__THE TASK__
Word for word, restate the lines from the start of the data down to the line with "#[derive(Debug, Clone, Copy, PartialEq, Eq, Hash)]", both included.

__STUDY MATERIAL__
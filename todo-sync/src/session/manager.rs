// List session manager
// Owns which list is open and the push channel subscription for it.
// It is the only component that asks the reconciliation engine for refreshes
// on selection or reconnect.

use tracing::{debug, info};

use crate::session::protocol::{ListId, TodoList};
use crate::session::reconcile::{ReconcileEngine, RequestId};
use crate::session::reducer::Effect;

/// Correlation record for one list-set fetch
#[derive(Debug, Clone, Copy, PartialEq, Eq, Hash)]
pub struct ListsTicket {
    pub request: RequestId,
    /// Session generation at issue time
    pub session: u64,
}

/// Explicit session state, passed by reference to the reconciliation engine
#[derive(Debug, Clone, Default, PartialEq, Eq)]
pub struct SessionContext {
    user: Option<String>,
    /// Bumped on every sign-in and sign-out
    session: u64,
    selected: Option<ListId>,
    /// Bumped on every selection change and on sign-out
    epoch: u64,
    /// List whose room this connection has joined (or will re-join on reconnect)
    subscribed: Option<ListId>,
    connected: bool,
    lists: Vec<TodoList>,
}

impl SessionContext {
    pub fn user(&self) -> Option<&str> {
        self.user.as_deref()
    }

    pub fn is_signed_in(&self) -> bool {
        self.user.is_some()
    }

    pub fn selected(&self) -> Option<ListId> {
        self.selected
    }

    pub fn epoch(&self) -> u64 {
        self.epoch
    }

    pub fn session(&self) -> u64 {
        self.session
    }

    pub fn subscribed(&self) -> Option<ListId> {
        self.subscribed
    }

    pub fn is_connected(&self) -> bool {
        self.connected
    }

    pub fn lists(&self) -> &[TodoList] {
        &self.lists
    }

    pub fn list_name(&self, list: ListId) -> Option<&str> {
        self.lists
            .iter()
            .find(|l| l.id == list)
            .map(|l| l.name.as_str())
    }
}

#[derive(Debug, Default)]
pub struct SessionManager {
    ctx: SessionContext,
    next_lists_request: RequestId,
    lists_applied: RequestId,
}

impl SessionManager {
    pub fn new() -> Self {
        Self::default()
    }

    pub fn context(&self) -> &SessionContext {
        &self.ctx
    }

    pub fn current_list(&self) -> Option<ListId> {
        self.ctx.selected
    }

    pub fn sign_in(&mut self, username: &str) {
        info!(username, "session signed in");
        self.ctx.user = Some(username.to_string());
        self.ctx.session += 1;
    }

    /// Drop the session. Every pending fetch becomes stale.
    pub fn sign_out(&mut self) -> Vec<Effect> {
        let mut effects = Vec::new();
        if let Some(old) = self.ctx.subscribed.take() {
            effects.push(Effect::Leave(old));
        }
        self.ctx.user = None;
        self.ctx.session += 1;
        self.ctx.selected = None;
        self.ctx.lists.clear();
        // The channel belongs to the session and is closed with it
        self.ctx.connected = false;
        self.ctx.epoch += 1;
        effects
    }

    /// Open `list`: release the old subscription, join the new one, fetch its tasks
    ///
    /// Re-selecting the open list does not leave/join again but still refreshes.
    pub fn select_list(&mut self, engine: &mut ReconcileEngine, list: ListId) -> Vec<Effect> {
        let mut effects = Vec::new();

        if self.ctx.selected != Some(list) {
            if let Some(old) = self.ctx.subscribed.take() {
                effects.push(Effect::Leave(old));
            }
            self.ctx.selected = Some(list);
            self.ctx.subscribed = Some(list);
            self.ctx.epoch += 1;
            effects.push(Effect::Join(list));
            info!(list, epoch = self.ctx.epoch, "selected list");
        } else {
            debug!(list, "list already selected, refreshing only");
        }

        if let Some(ticket) = engine.refresh(&self.ctx, list) {
            effects.push(Effect::FetchTasks(ticket));
        }
        effects
    }

    /// Close the open list (for example because it was deleted)
    pub fn clear_selection(&mut self) -> Vec<Effect> {
        let mut effects = Vec::new();
        if let Some(old) = self.ctx.subscribed.take() {
            effects.push(Effect::Leave(old));
        }
        if self.ctx.selected.take().is_some() {
            self.ctx.epoch += 1;
        }
        effects
    }

    /// The transport came back; subscriptions do not survive a reconnect
    pub fn on_connected(&mut self, engine: &mut ReconcileEngine) -> Vec<Effect> {
        self.ctx.connected = true;
        let mut effects = Vec::new();

        if let Some(list) = self.ctx.selected {
            info!(list, "channel connected, re-joining selected list");
            self.ctx.subscribed = Some(list);
            effects.push(Effect::Join(list));
            // Notifications may have been missed while disconnected
            if let Some(ticket) = engine.refresh(&self.ctx, list) {
                effects.push(Effect::FetchTasks(ticket));
            }
        }
        effects
    }

    pub fn on_disconnected(&mut self) {
        info!("channel disconnected");
        self.ctx.connected = false;
    }

    /// Issue a ticket for a fetch of the list set
    pub fn request_lists(&mut self) -> ListsTicket {
        self.next_lists_request += 1;
        ListsTicket {
            request: self.next_lists_request,
            session: self.ctx.session,
        }
    }

    /// A list-set reply may be used only if it belongs to this session and
    /// nothing issued after it has been applied yet
    pub fn is_current_lists(&self, ticket: ListsTicket) -> bool {
        ticket.session == self.ctx.session && ticket.request > self.lists_applied
    }

    /// Apply the reply to `ticket`, or `None` if it is stale
    pub fn apply_lists(&mut self, ticket: ListsTicket, lists: Vec<TodoList>) -> Option<Vec<Effect>> {
        if !self.is_current_lists(ticket) {
            debug!(request = ticket.request, "dropping stale list set");
            return None;
        }
        self.lists_applied = ticket.request;
        Some(self.replace_lists(lists))
    }

    /// Swap in a freshly fetched list set
    ///
    /// If the open list no longer exists the selection is cleared.
    pub fn replace_lists(&mut self, lists: Vec<TodoList>) -> Vec<Effect> {
        self.ctx.lists = lists;
        match self.ctx.selected {
            Some(list) if !self.ctx.lists.iter().any(|l| l.id == list) => {
                info!(list, "selected list no longer exists");
                self.clear_selection()
            }
            _ => Vec::new(),
        }
    }
}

__SOLUTION TO THIS TASK__
filename todo-sync/src/session/manager.rs
// List session manager
// Owns which list is open and the push channel subscription for it.
// It is the only component that asks the reconciliation engine for refreshes
// on selection or reconnect.

use tracing::{debug, info};

use crate::session::protocol::{ListId, TodoList};
use crate::session::reconcile::{ReconcileEngine, RequestId};
use crate::session::reducer::Effect;

/// Correlation record for one list-set fetch
#[derive(Debug, Clone, Copy, PartialEq, Eq, Hash)]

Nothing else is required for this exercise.